VEREADOR CASSADO Na Câmara Municipal, o Barão caracteriza-se como um parlamentar combativo e espirituoso na defesa dos interesses da população pobre. Divide seu tempo entre o legislativo e a direção d´A Manhã, o que significa uma jornada exaustiva. Mas sua carreira parlamentar dura pouco tempo. Influenciado pelos ventos da Guerra Fria, o Tribunal Superior Eleitoral suspende o registro do PCB, em maio de 1947. Sete meses depois, todos os parlamentares do partido são cassados, incluindo Itararé.

Nesse meio tempo, apesar da grande aceitação popular, seu jornal não ia bem das pernas. Sem capital e estrutura empresarial para garantir sua regularidade, A Manhã é novamente suspensa, em 1948. Mas o último nobre da República não desiste e logo vem com mais uma novidade.

Chama seu antigo colaborador, o artista gráfico paraguaio Andres Guevara, para lançar o primeiro de seus Almanhaques, em 1949. Aproveitando o sucesso que faziam os almanaques populares, com dicas, conselhos e curiosidades astrológicas, o Barão acrescentava na fórmula seu humor anárquico. Essa edição traz logo na abertura uma biografia da impoluta personalidade, cuja “vida pública é uma continuidade da privada”.

O que era para ser uma publicação semestral só voltou a circular por duas vezes, em 1955. Aos 60 anos, cansado, o Barão colabora por algum tempo na Última Hora, de Samuel Wainer. Quando vem o golpe de 1964, com a volta da repressão, cassações e prisões, Apparício vê repetir-se um filme que já conhecia. “Esse mundo é redondo”, dizia ele, “mas está ficando chato”.

Nos últimos anos, Itararé torna-se um recluso, em seu apartamento carioca, no bairro de Laranjeiras. Lê vorazmente e estuda matemática, biologia e eletrônica, paixões desde a juventude. Cercado de livros, vivia também rodeado de 24 baratas, tratadas por ele como “companheiras”, por terem exercido tarefas importantes nos tempos de cadeia, levando amarrados nas costas papeizinhos com mensagens para seus colegas de cárcere.

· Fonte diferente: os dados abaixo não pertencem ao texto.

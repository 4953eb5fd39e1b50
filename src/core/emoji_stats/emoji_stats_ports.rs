// Ports for the emoji statistics pipeline.
//
// The core says WHAT it needs from the chat platform; the Discord layer
// provides the HOW (serenity HTTP calls, the cache, channel messages).

use super::emoji_stats_models::{ChannelInfo, EmojiCatalog, HistoryMessage};
use async_trait::async_trait;
use chrono::{DateTime, Utc};
use futures::stream::BoxStream;
use std::time::Duration;
use thiserror::Error;

#[derive(Debug, Error)]
pub enum EmojiStatsError {
    #[error("Failed to read history of channel {channel_id}: {reason}")]
    History { channel_id: u64, reason: String },

    #[error("Scan of channel {channel_id} timed out after {after:?}")]
    Timeout { channel_id: u64, after: Duration },

    #[error("Scan task for channel {channel_id} failed: {reason}")]
    Task { channel_id: u64, reason: String },

    #[error("Emoji catalog unavailable: {0}")]
    CatalogUnavailable(String),

    #[error("Channel list unavailable: {0}")]
    ChannelsUnavailable(String),

    #[error("Failed to deliver message: {0}")]
    Send(String),
}

/// Lazily yields the messages of one channel.
pub trait ChannelHistorySource: Send + Sync {
    /// Messages posted strictly after `after`, oldest first.
    ///
    /// Implementations must fetch page by page; a channel may hold far more
    /// history than fits in memory.
    fn history(
        &self,
        channel_id: u64,
        after: DateTime<Utc>,
    ) -> BoxStream<'_, Result<HistoryMessage, EmojiStatsError>>;
}

/// What the pipeline needs to know about the guild being scanned.
#[async_trait]
pub trait GuildDirectory: Send + Sync {
    fn guild_name(&self) -> &str;

    /// User id of the bot itself. Its messages are never counted.
    fn self_id(&self) -> u64;

    async fn emoji_catalog(&self) -> Result<EmojiCatalog, EmojiStatsError>;

    /// Every text channel with the bot's read-history permission resolved.
    async fn channels(&self) -> Result<Vec<ChannelInfo>, EmojiStatsError>;
}

/// Where report lines go. One call per line or block.
#[async_trait]
pub trait MessageSink: Send + Sync {
    async fn send(&self, text: String) -> Result<(), EmojiStatsError>;
}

Com a saúde abalada e só, Apparício Torelly morre em casa, aos 76 anos, em 27 de novembro de 1971.

Seu trabalho, embora esquecido por vastas parcelas do público, representa a chegada do Modernismo ao humor impresso. O Barão de Itararé distanciou-se do diletantismo parnasiano e adquiriu características mundanas, na luta pelas liberdades e por um mundo menos cínico.

Foi lançada recentemente uma bela biografia do personagem. Trata-se de Entre Sem Bater – A vida de Apparício Torelly, o Barão de Itararé, de Claudio Figueiredo.